**What you need to do:** Where does the word "BusinessRule" show up in the data? Please find each such line and copy it.

**Excerpts from a dataset:**
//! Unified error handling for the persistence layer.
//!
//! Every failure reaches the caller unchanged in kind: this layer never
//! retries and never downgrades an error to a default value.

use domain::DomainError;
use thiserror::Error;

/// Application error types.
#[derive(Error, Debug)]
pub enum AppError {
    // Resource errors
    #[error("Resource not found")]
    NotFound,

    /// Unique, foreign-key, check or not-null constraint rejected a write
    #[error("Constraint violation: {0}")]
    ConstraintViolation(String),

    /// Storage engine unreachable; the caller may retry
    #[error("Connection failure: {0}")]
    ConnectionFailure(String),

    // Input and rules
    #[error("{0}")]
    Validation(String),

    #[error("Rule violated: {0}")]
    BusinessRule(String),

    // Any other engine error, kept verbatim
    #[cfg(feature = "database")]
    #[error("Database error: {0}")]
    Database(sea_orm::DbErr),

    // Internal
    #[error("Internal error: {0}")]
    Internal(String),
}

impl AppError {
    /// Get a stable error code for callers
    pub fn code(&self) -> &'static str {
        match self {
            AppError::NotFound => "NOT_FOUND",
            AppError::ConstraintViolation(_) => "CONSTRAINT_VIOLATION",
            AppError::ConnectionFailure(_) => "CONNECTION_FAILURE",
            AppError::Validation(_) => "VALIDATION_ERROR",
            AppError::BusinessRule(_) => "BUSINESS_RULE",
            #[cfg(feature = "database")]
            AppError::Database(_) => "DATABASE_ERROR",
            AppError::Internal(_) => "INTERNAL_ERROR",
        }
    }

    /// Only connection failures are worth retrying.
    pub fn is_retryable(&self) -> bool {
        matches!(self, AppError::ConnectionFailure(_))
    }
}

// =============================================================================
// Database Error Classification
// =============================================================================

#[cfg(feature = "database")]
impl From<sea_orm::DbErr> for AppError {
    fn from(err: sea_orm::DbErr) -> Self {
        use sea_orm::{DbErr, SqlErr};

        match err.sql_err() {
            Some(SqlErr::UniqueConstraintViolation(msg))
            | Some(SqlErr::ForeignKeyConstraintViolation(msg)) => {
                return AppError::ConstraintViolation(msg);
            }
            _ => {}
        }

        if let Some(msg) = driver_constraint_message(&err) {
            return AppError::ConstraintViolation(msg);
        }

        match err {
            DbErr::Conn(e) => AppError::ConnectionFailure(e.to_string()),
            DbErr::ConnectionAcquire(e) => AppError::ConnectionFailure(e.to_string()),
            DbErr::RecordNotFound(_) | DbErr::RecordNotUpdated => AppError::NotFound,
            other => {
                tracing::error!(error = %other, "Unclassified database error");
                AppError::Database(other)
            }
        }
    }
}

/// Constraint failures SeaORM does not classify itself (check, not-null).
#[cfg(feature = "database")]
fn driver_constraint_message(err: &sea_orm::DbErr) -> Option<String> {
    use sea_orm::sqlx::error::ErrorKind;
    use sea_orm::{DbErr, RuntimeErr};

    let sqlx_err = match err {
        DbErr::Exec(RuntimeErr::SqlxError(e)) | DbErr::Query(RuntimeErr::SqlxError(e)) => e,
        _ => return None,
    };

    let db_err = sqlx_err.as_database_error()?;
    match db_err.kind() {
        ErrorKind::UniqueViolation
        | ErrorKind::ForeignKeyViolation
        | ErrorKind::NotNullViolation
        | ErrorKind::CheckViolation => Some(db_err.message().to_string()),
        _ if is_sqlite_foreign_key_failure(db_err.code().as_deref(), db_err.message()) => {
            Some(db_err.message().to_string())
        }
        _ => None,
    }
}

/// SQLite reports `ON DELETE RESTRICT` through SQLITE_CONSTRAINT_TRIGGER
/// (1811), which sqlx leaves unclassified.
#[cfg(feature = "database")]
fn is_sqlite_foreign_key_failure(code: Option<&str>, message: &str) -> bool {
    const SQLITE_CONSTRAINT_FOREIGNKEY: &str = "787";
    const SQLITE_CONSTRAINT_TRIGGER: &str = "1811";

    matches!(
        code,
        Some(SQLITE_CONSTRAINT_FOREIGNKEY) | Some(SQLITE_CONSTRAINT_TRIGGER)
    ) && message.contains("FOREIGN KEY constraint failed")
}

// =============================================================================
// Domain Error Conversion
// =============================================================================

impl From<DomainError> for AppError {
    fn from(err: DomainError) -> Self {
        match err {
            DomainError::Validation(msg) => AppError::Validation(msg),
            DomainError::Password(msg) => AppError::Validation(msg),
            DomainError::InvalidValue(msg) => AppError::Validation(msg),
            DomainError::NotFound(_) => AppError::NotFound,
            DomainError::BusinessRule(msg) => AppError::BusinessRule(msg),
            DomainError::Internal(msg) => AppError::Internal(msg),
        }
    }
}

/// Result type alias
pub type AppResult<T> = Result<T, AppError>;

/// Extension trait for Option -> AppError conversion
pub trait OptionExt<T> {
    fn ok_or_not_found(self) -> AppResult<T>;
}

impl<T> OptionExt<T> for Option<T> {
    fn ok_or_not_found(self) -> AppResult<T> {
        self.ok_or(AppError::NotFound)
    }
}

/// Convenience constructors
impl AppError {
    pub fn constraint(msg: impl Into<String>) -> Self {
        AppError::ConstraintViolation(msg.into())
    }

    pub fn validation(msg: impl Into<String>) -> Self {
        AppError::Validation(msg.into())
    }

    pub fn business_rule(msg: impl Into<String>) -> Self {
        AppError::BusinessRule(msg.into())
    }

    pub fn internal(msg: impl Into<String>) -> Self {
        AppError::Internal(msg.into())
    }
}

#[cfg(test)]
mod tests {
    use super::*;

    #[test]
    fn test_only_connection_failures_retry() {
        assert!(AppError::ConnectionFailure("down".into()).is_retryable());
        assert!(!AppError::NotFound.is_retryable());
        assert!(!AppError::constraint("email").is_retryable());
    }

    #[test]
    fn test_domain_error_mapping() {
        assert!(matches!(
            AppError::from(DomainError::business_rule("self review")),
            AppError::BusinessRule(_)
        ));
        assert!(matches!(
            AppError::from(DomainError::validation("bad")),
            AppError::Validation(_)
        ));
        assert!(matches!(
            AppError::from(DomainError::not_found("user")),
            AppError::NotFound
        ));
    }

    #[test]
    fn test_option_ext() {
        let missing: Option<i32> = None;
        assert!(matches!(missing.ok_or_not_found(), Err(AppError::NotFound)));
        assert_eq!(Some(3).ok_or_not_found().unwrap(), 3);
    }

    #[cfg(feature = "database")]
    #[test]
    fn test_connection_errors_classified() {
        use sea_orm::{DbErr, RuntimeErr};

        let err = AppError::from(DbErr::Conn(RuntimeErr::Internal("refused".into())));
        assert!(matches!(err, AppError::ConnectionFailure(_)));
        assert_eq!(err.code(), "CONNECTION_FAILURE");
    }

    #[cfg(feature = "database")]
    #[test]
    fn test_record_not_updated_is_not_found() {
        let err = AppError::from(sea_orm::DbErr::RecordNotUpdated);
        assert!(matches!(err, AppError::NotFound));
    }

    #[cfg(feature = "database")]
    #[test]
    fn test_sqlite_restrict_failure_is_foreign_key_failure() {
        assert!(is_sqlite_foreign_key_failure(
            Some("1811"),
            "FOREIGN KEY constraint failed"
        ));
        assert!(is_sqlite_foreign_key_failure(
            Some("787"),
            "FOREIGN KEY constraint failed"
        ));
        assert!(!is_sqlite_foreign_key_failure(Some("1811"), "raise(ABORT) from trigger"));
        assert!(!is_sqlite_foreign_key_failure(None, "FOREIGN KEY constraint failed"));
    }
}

**Response to this exercise:**
    BusinessRule(String),
            AppError::BusinessRule(_) => "BUSINESS_RULE",
            DomainError::BusinessRule(msg) => AppError::BusinessRule(msg),
        AppError::BusinessRule(msg.into())
            AppError::BusinessRule(_)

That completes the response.